MIAMI, Estados Unidos. – Fue el primero de enero de 1959, hace 63 años, que los barbudos comenzaron a entrar en La Habana. Yo estaba feliz, como todos los muchachos de 15 años en aquel entonces. Batista se había fugado en la madrugada del 31 de diciembre. Había ido a parar a la República Dominicana de Rafael Leónidas Trujillo, el decano de todos los dictadores del siglo XX. En ese momento también estaba ahí Juan Domingo Perón.
En Cuba, todas las ciudades importantes estaban bajo el poder de Batista, que contaba con un ejército poderoso, supuestamente intacto (estaba profundamente desmoralizado). Eran unos tipos gordos, buenos para desfilar el Día de la Patria, pero no para pelear.

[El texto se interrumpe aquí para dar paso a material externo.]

#[cfg(test)]
mod tests {
    use super::*;
    use async_trait::async_trait;
    use axum::body::Body;
    use dictation_flow::{
        ClientError, InterpretRequest, InterpretationResult, Interpreter, Record, RecordDelta,
        RecordSubmitter, ReportGenerator, ReportResponse, SectionKind, SubmitResponse,
    };
    use http_body_util::BodyExt;
    use tower::ServiceExt;

    /// Interpreter that records the patient's name and flags the record ready
    /// whenever the utterance contains "done".
    struct EchoFunctions;

    #[async_trait]
    impl Interpreter for EchoFunctions {
        async fn interpret(
            &self,
            request: &InterpretRequest,
        ) -> Result<InterpretationResult, ClientError> {
            Ok(InterpretationResult {
                message: Some(format!("Heard: {}", request.user_message)),
                updated_record: Some(RecordDelta::new().with(
                    SectionKind::Patient,
                    "name",
                    request.user_message.clone(),
                )),
                ready_to_insert: Some(request.user_message.contains("done")),
                next_prompt: None,
            })
        }
    }

    #[async_trait]
    impl RecordSubmitter for EchoFunctions {
        async fn submit(&self, _record: &Record) -> Result<SubmitResponse, ClientError> {
            Ok(SubmitResponse {
                message: Some("stored".to_string()),
            })
        }
    }

    #[async_trait]
    impl ReportGenerator for EchoFunctions {
        async fn generate_report(&self, _record: &Record) -> Result<ReportResponse, ClientError> {
            Ok(ReportResponse {
                field_report: Some("draft".to_string()),
            })
        }
    }

    fn test_state() -> (AppState, Arc<InMemorySessionStorage>) {
        let storage = Arc::new(InMemorySessionStorage::new());
        let functions = Arc::new(EchoFunctions);
        let state = AppState {
            session_storage: storage.clone(),
            services: Services::new(functions.clone(), functions.clone(), functions),
            session_config: SessionConfig::default(),
        };
        (state, storage)
    }

    async fn call(router: &Router, method: &str, uri: &str, body: Option<Value>) -> (StatusCode, Value) {
        let request = Request::builder()
            .method(method)
            .uri(uri)
            .header("content-type", "application/json")
            .body(body.map_or_else(Body::empty, |b| Body::from(b.to_string())))
            .unwrap();
        let response = router.clone().oneshot(request).await.unwrap();
        let status = response.status();
        let bytes = response.into_body().collect().await.unwrap().to_bytes();
        let value = serde_json::from_slice(&bytes).unwrap_or(Value::Null);
        (status, value)
    }

    async fn open_session(router: &Router) -> String {
        let (status, body) = call(router, "POST", "/chat", Some(json!({"content": ""}))).await;
        assert_eq!(status, StatusCode::OK);
        body["session_id"].as_str().unwrap().to_string()
    }

    #[tokio::test]
    async fn first_chat_creates_session_and_greets() {
        let (state, storage) = test_state();
        let router = build_router(state);

        let (status, body) =
            call(&router, "POST", "/chat", Some(json!({"content": "Jane Doe"}))).await;

        assert_eq!(status, StatusCode::OK);
        assert!(Uuid::parse_str(body["session_id"].as_str().unwrap()).is_ok());
        assert_eq!(body["state"], "idle");
        let events = body["events"].as_array().unwrap();
        assert_eq!(events[0]["type"], "assistant_message");
        assert!(events[0]["data"].as_str().unwrap().starts_with("Welcome!"));
        assert!(events.iter().any(|e| e["data"] == "Heard: Jane Doe"));
        assert_eq!(storage.len(), 1);
    }

    #[tokio::test]
    async fn unknown_or_malformed_session_ids_are_rejected() {
        let (state, _) = test_state();
        let router = build_router(state);

        let (status, _) = call(
            &router,
            "POST",
            "/chat",
            Some(json!({"session_id": Uuid::new_v4().to_string(), "content": "hi"})),
        )
        .await;
        assert_eq!(status, StatusCode::NOT_FOUND);

        let (status, _) = call(
            &router,
            "POST",
            "/chat",
            Some(json!({"session_id": "not-a-uuid", "content": "hi"})),
        )
        .await;
        assert_eq!(status, StatusCode::BAD_REQUEST);
    }

    #[tokio::test]
    async fn overlapping_request_is_rejected_with_conflict() {
        let (state, storage) = test_state();
        let router = build_router(state);
        let session_id = open_session(&router).await;

        let session = storage.get(&session_id).await.unwrap().unwrap();
        let _in_flight = session.lock().await;

        let (status, body) = call(
            &router,
            "POST",
            "/chat",
            Some(json!({"session_id": session_id, "content": "age 45"})),
        )
        .await;
        assert_eq!(status, StatusCode::CONFLICT);
        assert_eq!(body["session_id"], session_id.as_str());
    }

    #[tokio::test]
    async fn submit_requires_ready_record_then_resets_it() {
        let (state, _) = test_state();
        let router = build_router(state);
        let session_id = open_session(&router).await;
        let submit_uri = format!("/session/{session_id}/submit");

        let (status, _) = call(&router, "POST", &submit_uri, None).await;
        assert_eq!(status, StatusCode::CONFLICT);

        let (_, body) = call(
            &router,
            "POST",
            "/chat",
            Some(json!({"session_id": session_id, "content": "Jane Doe done"})),
        )
        .await;
        assert_eq!(body["state"], "ready_to_submit");
        assert!(body["events"].as_array().unwrap().iter().any(|e| e["type"] == "submit_available"));

        let (status, body) = call(&router, "POST", &submit_uri, None).await;
        assert_eq!(status, StatusCode::OK);
        assert_eq!(body["state"], "idle");
        assert_eq!(body["events"][0]["data"], "stored");

        let (_, view) = call(&router, "GET", &format!("/session/{session_id}"), None).await;
        assert_eq!(view["record"]["patient"]["name"], "");
        assert_eq!(view["chat_history"].as_array().unwrap().len(), 2);
    }

    #[tokio::test]
    async fn session_view_exposes_record_completion_and_history() {
        let (state, _) = test_state();
        let router = build_router(state);
        let session_id = open_session(&router).await;
        call(
            &router,
            "POST",
            "/chat",
            Some(json!({"session_id": session_id, "content": "Jane Doe"})),
        )
        .await;

        let (status, view) = call(&router, "GET", &format!("/session/{session_id}"), None).await;

        assert_eq!(status, StatusCode::OK);
        assert_eq!(view["record"]["patient"]["name"], "Jane Doe");
        assert_eq!(view["completion"]["sections"][0]["label"], "Patient Info");
        assert_eq!(view["completion"]["sections"][0]["completed"], 1);
        assert_eq!(
            view["chat_history"],
            json!([
                {"role": "user", "content": "Jane Doe"},
                {"role": "assistant", "content": "Heard: Jane Doe"}
            ])
        );
        assert_eq!(view["listening"], false);
    }

    #[tokio::test]
    async fn speech_toggle_without_speech_support_hides_control() {
        let (state, _) = test_state();
        let router = build_router(state);
        let session_id = open_session(&router).await;

        let (status, body) = call(
            &router,
            "POST",
            &format!("/session/{session_id}/speech"),
            Some(json!({"event": "toggle"})),
        )
        .await;

        assert_eq!(status, StatusCode::OK);
        assert_eq!(body["events"], json!([{"type": "speech_unavailable"}]));
    }

    #[tokio::test]
    async fn report_returns_draft_event() {
        let (state, _) = test_state();
        let router = build_router(state);
        let session_id = open_session(&router).await;

        let (_, body) = call(&router, "POST", &format!("/session/{session_id}/report"), None).await;

        assert_eq!(body["events"][0], json!({"type": "draft_ready", "data": "draft"}));
    }

    #[tokio::test]
    async fn deleted_session_is_gone() {
        let (state, _) = test_state();
        let router = build_router(state);
        let session_id = open_session(&router).await;
        let uri = format!("/session/{session_id}");

        let (status, _) = call(&router, "DELETE", &uri, None).await;
        assert_eq!(status, StatusCode::NO_CONTENT);

        let (status, _) = call(&router, "GET", &uri, None).await;
        assert_eq!(status, StatusCode::NOT_FOUND);
        let (status, _) = call(&router, "DELETE", &uri, None).await;
        assert_eq!(status, StatusCode::NOT_FOUND);
    }
}
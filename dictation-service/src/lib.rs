pub mod models;
pub mod service;

pub use models::*;
pub use service::{AppState, build_router, create_app};
use serde::{Deserialize, Serialize};

#[derive(Debug, Clone, Copy, PartialEq, Eq, Serialize, Deserialize)]
#[serde(rename_all = "lowercase")]
pub enum Role {
    User,
    Assistant,
}

/// One chat turn, in the `{role, content}` form the interpreter expects.
#[derive(Debug, Clone, PartialEq, Eq, Serialize, Deserialize)]
pub struct Turn {
    pub role: Role,
    pub content: String,
}

impl Turn {
    pub fn user(content: impl Into<String>) -> Self {
        Self {
            role: Role::User,
            content: content.into(),
        }
    }

    pub fn assistant(content: impl Into<String>) -> Self {
        Self {
            role: Role::Assistant,
            content: content.into(),
        }
    }
}

/// Append-only conversation log, sent in full with every interpretation request.
#[derive(Debug, Clone, Default, PartialEq, Eq, Serialize, Deserialize)]
#[serde(transparent)]
pub struct Transcript {
    turns: Vec<Turn>,
}

impl Transcript {
    pub fn new() -> Self {
        Self::default()
    }

    pub fn append(&mut self, role: Role, content: impl Into<String>) {
        self.turns.push(Turn {
            role,
            content: content.into(),
        });
    }

    pub fn add_user(&mut self, content: impl Into<String>) {
        self.append(Role::User, content);
    }

    pub fn add_assistant(&mut self, content: impl Into<String>) {
        self.append(Role::Assistant, content);
    }

    pub fn turns(&self) -> &[Turn] {
        &self.turns
    }

    /// Get the last N turns
    pub fn last(&self, n: usize) -> &[Turn] {
        let start = self.turns.len().saturating_sub(n);
        &self.turns[start..]
    }

    pub fn len(&self) -> usize {
        self.turns.len()
    }

    pub fn is_empty(&self) -> bool {
        self.turns.is_empty()
    }
}
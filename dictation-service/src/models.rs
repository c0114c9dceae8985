use dictation_flow::{
    CompletionSnapshot, Input, Record, SessionController, SessionEvent, SessionState, Transcript,
};
use serde::{Deserialize, Serialize};

#[derive(Debug, Deserialize)]
pub struct ChatRequest {
    pub session_id: Option<String>,
    #[serde(default)]
    pub content: String,
}

/// Speech-recognition callbacks forwarded by the browser.
#[derive(Debug, Clone, PartialEq, Eq, Serialize, Deserialize)]
#[serde(tag = "event", rename_all = "snake_case")]
pub enum SpeechRequest {
    Toggle,
    Result { text: String },
    Ended,
    Failed {
        #[serde(default)]
        reason: String,
    },
}

impl From<SpeechRequest> for Input {
    fn from(request: SpeechRequest) -> Self {
        match request {
            SpeechRequest::Toggle => Input::ToggleListening,
            SpeechRequest::Result { text } => Input::SpeechResult(text),
            SpeechRequest::Ended => Input::SpeechEnded,
            SpeechRequest::Failed { reason } => Input::SpeechFailed(reason),
        }
    }
}

#[derive(Debug, Serialize)]
pub struct EventsResponse {
    pub session_id: String,
    pub state: SessionState,
    pub events: Vec<SessionEvent>,
}

/// Full state of a session for rendering the form and the chat.
#[derive(Debug, Serialize)]
pub struct SessionView {
    pub session_id: String,
    pub state: SessionState,
    pub listening: bool,
    pub record: Record,
    pub completion: CompletionSnapshot,
    pub chat_history: Transcript,
}

impl SessionView {
    pub fn of(session: &SessionController) -> Self {
        Self {
            session_id: session.id().to_string(),
            state: session.state(),
            listening: session.is_listening(),
            record: session.record().clone(),
            completion: session.completion(),
            chat_history: session.transcript().clone(),
        }
    }
}
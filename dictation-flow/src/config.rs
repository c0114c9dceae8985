use std::time::Duration;

use crate::error::ConfigError;

pub const INTERPRET_URL_VAR: &str = "DICTATION_INTERPRET_URL";
pub const SUBMIT_URL_VAR: &str = "DICTATION_SUBMIT_URL";
pub const REPORT_URL_VAR: &str = "DICTATION_REPORT_URL";
pub const TIMEOUT_VAR: &str = "DICTATION_TIMEOUT_SECS";
pub const SPEECH_ENABLED_VAR: &str = "DICTATION_SPEECH_ENABLED";

const DEFAULT_TIMEOUT_SECS: u64 = 60;

/// Endpoints and limits for the three remote functions.
#[derive(Debug, Clone, PartialEq)]
pub struct ClientConfig {
    pub interpret_url: String,
    pub submit_url: String,
    pub report_url: String,
    pub timeout: Duration,
}

impl ClientConfig {
    pub fn new(
        interpret_url: impl Into<String>,
        submit_url: impl Into<String>,
        report_url: impl Into<String>,
    ) -> Self {
        Self {
            interpret_url: interpret_url.into(),
            submit_url: submit_url.into(),
            report_url: report_url.into(),
            timeout: Duration::from_secs(DEFAULT_TIMEOUT_SECS),
        }
    }

    pub fn with_timeout(mut self, timeout: Duration) -> Self {
        self.timeout = timeout;
        self
    }

    pub fn from_env() -> Result<Self, ConfigError> {
        Self::from_lookup(|name| std::env::var(name).ok())
    }

    pub fn from_lookup(lookup: impl Fn(&str) -> Option<String>) -> Result<Self, ConfigError> {
        let required = |name: &'static str| {
            lookup(name)
                .filter(|value| !value.trim().is_empty())
                .ok_or(ConfigError::Missing(name))
        };

        let timeout = match lookup(TIMEOUT_VAR) {
            Some(raw) => raw
                .trim()
                .parse::<u64>()
                .ok()
                .filter(|secs| *secs > 0)
                .map(Duration::from_secs)
                .ok_or(ConfigError::Invalid {
                    name: TIMEOUT_VAR,
                    value: raw,
                })?,
            None => Duration::from_secs(DEFAULT_TIMEOUT_SECS),
        };

        Ok(Self::new(
            required(INTERPRET_URL_VAR)?,
            required(SUBMIT_URL_VAR)?,
            required(REPORT_URL_VAR)?,
        )
        .with_timeout(timeout))
    }
}

/// Host capabilities that shape a session.
#[derive(Debug, Clone, Copy, Default, PartialEq, Eq)]
pub struct SessionConfig {
    pub speech_available: bool,
}

impl SessionConfig {
    pub fn from_env() -> Result<Self, ConfigError> {
        Self::from_lookup(|name| std::env::var(name).ok())
    }

    pub fn from_lookup(lookup: impl Fn(&str) -> Option<String>) -> Result<Self, ConfigError> {
        let speech_available = match lookup(SPEECH_ENABLED_VAR) {
            None => false,
            Some(raw) => match raw.trim().to_lowercase().as_str() {
                "1" | "true" | "yes" | "on" => true,
                "0" | "false" | "no" | "off" | "" => false,
                _ => {
                    return Err(ConfigError::Invalid {
                        name: SPEECH_ENABLED_VAR,
                        value: raw,
                    });
                }
            },
        };
        Ok(Self { speech_available })
    }
}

La cúpula conspiraba. Era notorio que Estados Unidos le había decretado un embargo de armas de guerra. Batista había perdido el favor de Eisenhower. El mensaje se lo llevó William D. Pawley, un hombre de negocios que había sido embajador de Estados Unidos.
Batista se largó a las pocas semanas de haber recibido el mensaje. Fidel Castro era un hombre resuelto como Francisco Franco. De Franco se decía que tenía baraka, la palabra árabe para denominar la buena fortuna. Había sido herido muy peligrosamente en el vientre en los años 20. No obstante, ambos, Fidel y Franco, murieron en sus camas. Aunque Fidel nunca fue tocado por una bala, falleció semialejado del poder y frustrado por la noción de que había fracasado.
Su archienemigo, Estados Unidos, seguía al frente del planeta: era la superpotencia de entonces.